A thousand students adopted a resolution of protest at a meeting on the university campus yesterday, with U.S. armed forces stationed all around to prevent their parading through the town, as they had at first considered doing.

Police Watch Workers.

Petty bourgeois and reactionary labor leaders are hurrying to give the demonstrations as much of a “pink tea” character as possible, in order to mislead the masses. They are trying to popularize the slogan, “Protest Peaceably.” They refer to the demonstrations as “National Humiliation Services.” But the newspapers announce, significantly enough: “Police vigilance is increased, especially in the Tondo district of Manila, where many of the native laboring class live.”

Call Out Artillery.

SACRAMENTO, Cal., Jan. 31. National Guard troops may be sent to communities with Filipino populations. Orders have been received by battery commanders of the 143rd field artillery of the California National Guard to stand by so that a large group of men will be available.
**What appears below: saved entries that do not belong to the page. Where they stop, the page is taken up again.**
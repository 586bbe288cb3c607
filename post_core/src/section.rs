//! # Circular Section Properties
//!
//! Geometric properties of the solid circular cross-section used by beam
//! connections and bolt idealizations.
//!
//! ## Notation
//!
//! - `r` = Radius of the section
//! - `A` = Cross-sectional area, πr²
//! - `I` = Second moment of area about a diameter (bending), πr⁴/4
//! - `J` = Polar moment of area (torsion), πr⁴/2
//!
//! ```text
//!        .-"""-.
//!      /         \
//!     |     +--r--|   extreme fiber at distance r
//!      \         /
//!        '-...-'
//! ```

use std::f64::consts::PI;

use serde::{Deserialize, Serialize};

use crate::errors::{PostError, PostResult};

/// Solid circular cross-section.
///
/// The radius is validated on construction, so every derived property is
/// finite and positive.
#[derive(Debug, Clone, Copy, PartialEq, Serialize, Deserialize)]
#[serde(try_from = "RawSection", into = "RawSection")]
pub struct CircularSection {
    radius: f64,
}

#[derive(Serialize, Deserialize)]
struct RawSection {
    radius: f64,
}

impl TryFrom<RawSection> for CircularSection {
    type Error = PostError;

    fn try_from(raw: RawSection) -> PostResult<Self> {
        CircularSection::new(raw.radius)
    }
}

impl From<CircularSection> for RawSection {
    fn from(section: CircularSection) -> Self {
        RawSection {
            radius: section.radius,
        }
    }
}

impl CircularSection {
    /// Create a section from its radius.
    ///
    /// # Errors
    ///
    /// Returns [`PostError::InvalidGeometry`] when `radius` is zero, negative
    /// or not finite.
    ///
    /// # Example
    /// ```rust
    /// use post_core::section::CircularSection;
    ///
    /// let bolt = CircularSection::new(0.5).unwrap();
    /// assert!((bolt.area() - 0.785398).abs() < 1e-6);
    /// assert!(CircularSection::new(0.0).is_err());
    /// ```
    pub fn new(radius: f64) -> PostResult<Self> {
        if !radius.is_finite() {
            return Err(PostError::invalid_geometry("radius", radius, "Radius must be finite"));
        }
        if radius <= 0.0 {
            return Err(PostError::invalid_geometry("radius", radius, "Radius must be positive"));
        }
        Ok(CircularSection { radius })
    }

    /// Section radius `r`
    #[inline]
    pub fn radius(&self) -> f64 {
        self.radius
    }

    /// Section diameter `2r`
    #[inline]
    pub fn diameter(&self) -> f64 {
        2.0 * self.radius
    }

    /// Cross-sectional area A = πr²
    #[inline]
    pub fn area(&self) -> f64 {
        PI * self.radius.powi(2)
    }

    /// Bending moment of inertia I = πr⁴/4
    #[inline]
    pub fn moment_of_inertia(&self) -> f64 {
        PI * self.radius.powi(4) / 4.0
    }

    /// Polar moment of inertia J = πr⁴/2
    #[inline]
    pub fn polar_moment_of_inertia(&self) -> f64 {
        PI * self.radius.powi(4) / 2.0
    }

    /// Axial stiffness E·A/L for a member of the given length.
    ///
    /// Returns `None` when the length is not positive.
    pub fn axial_stiffness(&self, elastic_modulus: f64, length: f64) -> Option<f64> {
        if length > 0.0 {
            Some(elastic_modulus * self.area() / length)
        } else {
            None
        }
    }
}
#[cfg(test)]
mod tests {
    use super::*;
    use crate::api::Attachment;
    use crate::ui::tests::{RecordingReporter, ScriptedPrompter};

    fn detail(title: &str, score: u32, hints: &[&str]) -> ChallengeDetail {
        ChallengeDetail {
            title: title.to_string(),
            content: "solve me".to_string(),
            hints: hints.iter().map(|h| h.to_string()).collect(),
            score,
            context: None,
        }
    }

    fn dumper<'a>(
        api: &'a ApiClient,
        reporter: &'a RecordingReporter,
        root: &Path,
        dry_run: bool,
    ) -> Dumper<'a> {
        Dumper::new(api, reporter, root, dry_run)
    }

    fn offline_api() -> ApiClient {
        ApiClient::new("http://localhost").unwrap()
    }

    #[test]
    fn challenge_readme_round_trips_title_and_score() {
        let d = detail("Baby Heap", 487, &["look closer", "tcache"]);
        let rendered = render_challenge_readme(&d);

        let title = rendered
            .lines()
            .find_map(|l| l.strip_prefix("# "))
            .unwrap();
        let score: u32 = rendered
            .lines()
            .find_map(|l| l.strip_prefix("**Score:** "))
            .unwrap()
            .parse()
            .unwrap();

        assert_eq!(title, "Baby Heap");
        assert_eq!(score, 487);
    }

    #[test]
    fn challenge_readme_lists_hints_in_order() {
        let d = detail("x", 100, &["first", "second"]);
        let rendered = render_challenge_readme(&d);

        let bullets: Vec<&str> = rendered
            .lines()
            .filter_map(|l| l.strip_prefix("- "))
            .collect();
        assert_eq!(bullets, vec!["first", "second"]);
    }

    #[test]
    fn empty_hint_list_renders_header_without_items() {
        let rendered = render_challenge_readme(&detail("x", 100, &[]));
        assert!(rendered.ends_with("## Hints\n"));
        assert!(!rendered.contains("- "));
    }

    #[test]
    fn attachment_basename_is_final_path_segment() {
        assert_eq!(
            attachment_basename("/assets/6b8c/challenge.zip"),
            "challenge.zip"
        );
        assert_eq!(
            attachment_basename("https://host/files/a.tar.gz?token=x"),
            "a.tar.gz"
        );
        assert_eq!(attachment_basename("plain.bin"), "plain.bin");
        assert_eq!(attachment_basename("/assets/"), "attachment");
    }

    #[test]
    fn sanitize_keeps_paths_inside_the_root() {
        assert_eq!(sanitize_component("web/easy"), "web_easy");
        assert_eq!(sanitize_component("..\\evil"), "_evil");
        assert_eq!(sanitize_component("../../etc"), "_.._etc");
        assert_eq!(sanitize_component(".."), "_");
        assert_eq!(sanitize_component("misc"), "misc");
    }

    #[test]
    fn prepare_root_rejects_a_file_in_the_way() {
        let dir = tempfile::tempdir().unwrap();
        let blocked = dir.path().join("Dump");
        fs::write(&blocked, b"not a dir").unwrap();

        let api = offline_api();
        let reporter = RecordingReporter::new();
        let d = dumper(&api, &reporter, &blocked, false);

        let err = d.prepare_root().unwrap_err();
        assert!(err.to_string().contains("not a directory"));
    }

    #[test]
    fn prepare_root_in_dry_run_creates_nothing() {
        let dir = tempfile::tempdir().unwrap();
        let root = dir.path().join("Dump");

        let api = offline_api();
        let reporter = RecordingReporter::new();
        let d = dumper(&api, &reporter, &root, true);

        d.prepare_root().unwrap();
        assert!(!root.exists());
        let lines = reporter.lines.borrow();
        assert!(lines.iter().any(|l| l.contains("Would create")));
    }

    #[test]
    fn empty_root_never_prompts_for_overwrite() {
        let dir = tempfile::tempdir().unwrap();
        let api = offline_api();
        let reporter = RecordingReporter::new();
        let d = dumper(&api, &reporter, dir.path(), false);

        // Any prompt would panic, the script is empty.
        let mut prompter = ScriptedPrompter::new(&[]);
        assert!(d.confirm_overwrite(&mut prompter).unwrap());
    }

    #[test]
    fn non_empty_root_honours_yes_and_no_answers() {
        let dir = tempfile::tempdir().unwrap();
        fs::write(dir.path().join("leftover"), b"x").unwrap();

        let api = offline_api();
        let reporter = RecordingReporter::new();
        let d = dumper(&api, &reporter, dir.path(), false);

        for answer in ["", "y", "Y", "yes", "YES", " yes "] {
            let mut prompter = ScriptedPrompter::new(&[answer]);
            assert!(d.confirm_overwrite(&mut prompter).unwrap(), "{:?}", answer);
        }
        for answer in ["n", "N", "no", "No"] {
            let mut prompter = ScriptedPrompter::new(&[answer]);
            assert!(!d.confirm_overwrite(&mut prompter).unwrap(), "{:?}", answer);
        }
    }

    #[test]
    fn garbage_answers_re_prompt_until_decisive() {
        let dir = tempfile::tempdir().unwrap();
        fs::write(dir.path().join("leftover"), b"x").unwrap();

        let api = offline_api();
        let reporter = RecordingReporter::new();
        let d = dumper(&api, &reporter, dir.path(), false);

        let mut prompter = ScriptedPrompter::new(&["maybe", "ok?", "no"]);
        assert!(!d.confirm_overwrite(&mut prompter).unwrap());

        let lines = reporter.lines.borrow();
        let nags = lines.iter().filter(|l| l.contains("yes/no")).count();
        assert_eq!(nags, 2);
    }

    #[test]
    fn write_challenge_creates_dir_readme_and_skips_absent_attachment() {
        let dir = tempfile::tempdir().unwrap();
        let api = offline_api();
        let reporter = RecordingReporter::new();
        let d = dumper(&api, &reporter, dir.path(), false);

        d.write_challenge("pwn", &detail("Baby Heap", 500, &["a"]))
            .unwrap();

        let readme = dir.path().join("pwn").join("Baby Heap").join("README.md");
        let text = fs::read_to_string(&readme).unwrap();
        assert!(text.starts_with("# Baby Heap\n"));
        // No attachment, so the challenge dir holds exactly the README.
        let entries: Vec<_> = fs::read_dir(readme.parent().unwrap())
            .unwrap()
            .collect();
        assert_eq!(entries.len(), 1);
    }

    #[test]
    fn write_challenge_is_idempotent() {
        let dir = tempfile::tempdir().unwrap();
        let api = offline_api();
        let reporter = RecordingReporter::new();
        let d = dumper(&api, &reporter, dir.path(), false);
        let ch = detail("again", 321, &["hint"]);

        d.write_challenge("misc", &ch).unwrap();
        let readme = dir.path().join("misc").join("again").join("README.md");
        let first = fs::read(&readme).unwrap();

        d.write_challenge("misc", &ch).unwrap();
        let second = fs::read(&readme).unwrap();
        assert_eq!(first, second);
    }

    #[test]
    fn write_challenge_failure_is_scoped_to_that_challenge() {
        let dir = tempfile::tempdir().unwrap();
        // A file squatting on the category name makes every write in that
        // category fail, which is the per-item error `run` catches.
        fs::write(dir.path().join("pwn"), b"squatter").unwrap();

        let api = offline_api();
        let reporter = RecordingReporter::new();
        let d = dumper(&api, &reporter, dir.path(), false);

        assert!(d.write_challenge("pwn", &detail("a", 1, &[])).is_err());
        // A different category is unaffected.
        d.write_challenge("web", &detail("b", 2, &[])).unwrap();
        assert!(dir.path().join("web").join("b").join("README.md").exists());
    }

    #[test]
    fn a_failed_detail_fetch_does_not_stop_the_loop() {
        let dir = tempfile::tempdir().unwrap();
        let api = offline_api();
        let reporter = RecordingReporter::new();
        let d = dumper(&api, &reporter, dir.path(), false);

        let mut catalog = Catalog::new();
        catalog.insert(
            "pwn".to_string(),
            vec![
                ChallengeSummary {
                    id: 1,
                    title: "broken".to_string(),
                    score: 100,
                    solved: false,
                },
                ChallengeSummary {
                    id: 2,
                    title: "fine".to_string(),
                    score: 200,
                    solved: false,
                },
            ],
        );

        let (dumped, failed) = d.dump_challenges(&catalog, |challenge| {
            if challenge.id == 1 {
                anyhow::bail!("Fetching challenge detail failed: http 500");
            }
            Ok(detail("fine", 200, &[]))
        });

        assert_eq!(dumped, 1);
        assert_eq!(failed, 1);
        // The second challenge was still written.
        assert!(dir.path().join("pwn").join("fine").join("README.md").exists());
        assert!(!dir.path().join("pwn").join("broken").exists());
        // The failure was reported with the failing item's output path.
        let lines = reporter.lines.borrow();
        assert!(lines
            .iter()
            .any(|l| l.starts_with("error: ") && l.contains("broken") && l.contains("http 500")));
    }

    #[test]
    fn dry_run_reports_every_suppressed_write_and_touches_nothing() {
        let dir = tempfile::tempdir().unwrap();
        let api = offline_api();
        let reporter = RecordingReporter::new();
        let d = dumper(&api, &reporter, dir.path(), true);

        let mut ch = detail("quiet", 50, &[]);
        ch.context = Some(Attachment {
            url: Some("/assets/abc/quiet.zip".to_string()),
            file_size: Some(1234),
        });
        d.write_challenge("web", &ch).unwrap();

        assert!(dir_is_empty(dir.path()).unwrap());
        let lines = reporter.lines.borrow();
        let would: Vec<_> = lines.iter().filter(|l| l.contains("Would ")).collect();
        // Directory, README and attachment: one line each.
        assert_eq!(would.len(), 3);
    }

    #[test]
    fn game_readme_renders_all_three_sections() {
        let info = GameInfo {
            title: "Spring CTF".to_string(),
            summary: "48h online".to_string(),
            content: "rules here".to_string(),
        };
        let rendered = render_game_readme(&info);
        assert!(rendered.starts_with("# Spring CTF\n"));
        assert!(rendered.contains("## Summary\n\n48h online\n"));
        assert!(rendered.contains("## Description\n\nrules here\n"));
    }
}
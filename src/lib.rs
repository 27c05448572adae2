// Library root
// -----------
// This crate exposes a small library surface for the CLI. The binary
// (`main.rs`) wires the modules together into the dump flow.
//
// Module responsibilities:
// - `api`: Encapsulates HTTP interactions with the GZCTF instance
//   (login, game listing, challenge catalog, attachment streaming).
// - `ui`: Console reporting, interactive prompts and game selection,
//   behind traits so tests can script the interaction.
// - `dump`: The orchestrator that mirrors one game to local disk.
//
// Keeping this separation makes it possible to test selection and dump
// behavior without a terminal or a live instance.
pub mod api;
pub mod dump;
pub mod ui;
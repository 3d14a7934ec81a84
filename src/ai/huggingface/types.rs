//! Hugging Face Inference API text-generation payloads.

use serde::{Deserialize, Serialize};

/// Request body for a text-generation model.
#[derive(Debug, Serialize)]
pub struct GenerationRequest {
    pub inputs: String,
    pub parameters: GenerationParameters,
}

#[derive(Debug, Serialize)]
pub struct GenerationParameters {
    pub max_new_tokens: u32,
    pub temperature: f64,
    pub return_full_text: bool,
}

#[derive(Debug, Deserialize)]
pub struct GeneratedText {
    pub generated_text: String,
}

/// The endpoint answers with either a single object or a list of them.
///
/// Variant order matters for `#[serde(untagged)]` decoding.
#[derive(Debug, Deserialize)]
#[serde(untagged)]
pub enum GenerationResponse {
    Single(GeneratedText),
    Batch(Vec<GeneratedText>),
}

impl GenerationResponse {
    /// Text of the single object, or of the first list element.
    pub fn into_text(self) -> Option<String> {
        match self {
            GenerationResponse::Single(item) => Some(item.generated_text),
            GenerationResponse::Batch(items) => {
                items.into_iter().next().map(|item| item.generated_text)
            }
        }
    }
}

#[cfg(test)]
mod tests {
    use super::*;

    #[test]
    fn test_decodes_object_shape() {
        let response: GenerationResponse =
            serde_json::from_str(r#"{"generated_text":"hello"}"#).unwrap();
        assert_eq!(response.into_text().as_deref(), Some("hello"));
    }

    #[test]
    fn test_decodes_array_shape_using_first_element() {
        let response: GenerationResponse =
            serde_json::from_str(r#"[{"generated_text":"first"},{"generated_text":"second"}]"#)
                .unwrap();
        assert_eq!(response.into_text().as_deref(), Some("first"));
    }

    #[test]
    fn test_empty_array_has_no_text() {
        let response: GenerationResponse = serde_json::from_str("[]").unwrap();
        assert_eq!(response.into_text(), None);
    }

    #[test]
    fn test_rejects_unknown_shape() {
        assert!(serde_json::from_str::<GenerationResponse>(r#"{"error":"loading"}"#).is_err());
    }
}
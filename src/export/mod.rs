//! Meme image export
//!
//! Fetches a template image, rasterizes it at export scale with the caption
//! drawn over it, and writes a downloadable PNG.

pub mod mock;
pub mod renderer;

pub use mock::MockExporter;
pub use renderer::PngExporter;

use crate::models::CaptionPair;
use crate::Result;
use async_trait::async_trait;
use std::path::PathBuf;

#[derive(Debug, Clone)]
pub struct ExportedMeme {
    pub path: PathBuf,
    pub data_url: String,
}

#[async_trait]
pub trait ExportService: Send + Sync {
    async fn export(&self, image_url: &str, caption: &CaptionPair) -> Result<ExportedMeme>;
}
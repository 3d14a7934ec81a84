use super::{FreeTextService, PremiumTextService};
use crate::{Error, Result};
use async_trait::async_trait;
use std::sync::{Arc, Mutex};

/// Scripted premium backend. Clones share responses and counters.
#[derive(Clone)]
pub struct MockPremiumClient {
    responses: Arc<Mutex<Vec<String>>>,
    should_fail: Arc<Mutex<bool>>,
    call_count: Arc<Mutex<usize>>,
    last_api_key: Arc<Mutex<Option<String>>>,
}

impl MockPremiumClient {
    pub fn new() -> Self {
        Self {
            responses: Arc::new(Mutex::new(Vec::new())),
            should_fail: Arc::new(Mutex::new(false)),
            call_count: Arc::new(Mutex::new(0)),
            last_api_key: Arc::new(Mutex::new(None)),
        }
    }

    pub fn with_response(self, response: impl Into<String>) -> Self {
        self.responses.lock().unwrap().push(response.into());
        self
    }

    pub fn with_failure(self, should_fail: bool) -> Self {
        *self.should_fail.lock().unwrap() = should_fail;
        self
    }

    pub fn get_call_count(&self) -> usize {
        *self.call_count.lock().unwrap()
    }

    pub fn last_api_key(&self) -> Option<String> {
        self.last_api_key.lock().unwrap().clone()
    }
}

impl Default for MockPremiumClient {
    fn default() -> Self {
        Self::new()
    }
}

#[async_trait]
impl PremiumTextService for MockPremiumClient {
    async fn caption_content(&self, topic: &str, api_key: &str) -> Result<String> {
        let mut count = self.call_count.lock().unwrap();
        *count += 1;
        *self.last_api_key.lock().unwrap() = Some(api_key.to_string());

        if *self.should_fail.lock().unwrap() {
            return Err(Error::AiProvider("Mock premium failure".to_string()));
        }

        let responses = self.responses.lock().unwrap();
        if responses.is_empty() {
            // Default mock response
            Ok(serde_json::json!({
                "topText": format!("Me before {}", topic),
                "bottomText": format!("Me after {}", topic),
            })
            .to_string())
        } else {
            let index = (*count - 1) % responses.len();
            Ok(responses[index].clone())
        }
    }
}

/// Scripted free backend. Clones share responses and counters.
#[derive(Clone)]
pub struct MockFreeClient {
    responses: Arc<Mutex<Vec<String>>>,
    should_fail: Arc<Mutex<bool>>,
    call_count: Arc<Mutex<usize>>,
    last_api_key: Arc<Mutex<Option<String>>>,
}

impl MockFreeClient {
    pub fn new() -> Self {
        Self {
            responses: Arc::new(Mutex::new(Vec::new())),
            should_fail: Arc::new(Mutex::new(false)),
            call_count: Arc::new(Mutex::new(0)),
            last_api_key: Arc::new(Mutex::new(None)),
        }
    }

    pub fn with_response(self, response: impl Into<String>) -> Self {
        self.responses.lock().unwrap().push(response.into());
        self
    }

    pub fn with_failure(self, should_fail: bool) -> Self {
        *self.should_fail.lock().unwrap() = should_fail;
        self
    }

    pub fn get_call_count(&self) -> usize {
        *self.call_count.lock().unwrap()
    }

    pub fn last_api_key(&self) -> Option<String> {
        self.last_api_key.lock().unwrap().clone()
    }
}

impl Default for MockFreeClient {
    fn default() -> Self {
        Self::new()
    }
}

#[async_trait]
impl FreeTextService for MockFreeClient {
    async fn generate_text(&self, topic: &str, api_key: Option<&str>) -> Result<String> {
        let mut count = self.call_count.lock().unwrap();
        *count += 1;
        *self.last_api_key.lock().unwrap() = api_key.map(str::to_string);

        if *self.should_fail.lock().unwrap() {
            return Err(Error::AiProvider("Mock network failure".to_string()));
        }

        let responses = self.responses.lock().unwrap();
        if responses.is_empty() {
            Ok(format!("When {} hits\nAnd you pretend it didn't", topic))
        } else {
            let index = (*count - 1) % responses.len();
            Ok(responses[index].clone())
        }
    }
}

#[cfg(test)]
mod tests {
    use super::*;

    #[tokio::test]
    async fn test_mock_premium_default_is_structured() {
        let client = MockPremiumClient::new();
        let content = client.caption_content("cats", "key").await.unwrap();
        let value: serde_json::Value = serde_json::from_str(&content).unwrap();
        assert_eq!(value["topText"], "Me before cats");
        assert_eq!(client.last_api_key().as_deref(), Some("key"));
    }

    #[tokio::test]
    async fn test_mock_premium_cycles_responses() {
        let client = MockPremiumClient::new()
            .with_response("one")
            .with_response("two");

        assert_eq!(client.caption_content("x", "k").await.unwrap(), "one");
        assert_eq!(client.caption_content("x", "k").await.unwrap(), "two");
        // Should cycle back
        assert_eq!(client.caption_content("x", "k").await.unwrap(), "one");
        assert_eq!(client.get_call_count(), 3);
    }

    #[tokio::test]
    async fn test_mock_free_failure_still_counts_call() {
        let client = MockFreeClient::new().with_failure(true);
        let probe = client.clone();

        assert!(client.generate_text("x", None).await.is_err());
        assert_eq!(probe.get_call_count(), 1);
        assert_eq!(probe.last_api_key(), None);
    }
}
American legionnaires, armed, are still patrolling the roads in the Pajaro and Santa Clara valleys, to break up any attempt of the Filipino ranch workers to organize or protect themselves against gangs sent by ranch owners. During two weeks while the employers tried to stimulate race war, to divide the workers, one Filipino worker was shot to death with rifle bullets, a Filipino lodging house in Stockton was bombed, and many were injured.

An attempt is being made to frame up the Trade Union Unity League organizers extending the Agricultural Workers League from the Imperial Valley strike area into central California.

It was unofficially announced here that the troops will be used to prevent the Filipino workers from holding demonstrations tomorrow in conjunction with the Manila meetings, protesting the murder of Fermin Tobera, the worker killed near Watsonville.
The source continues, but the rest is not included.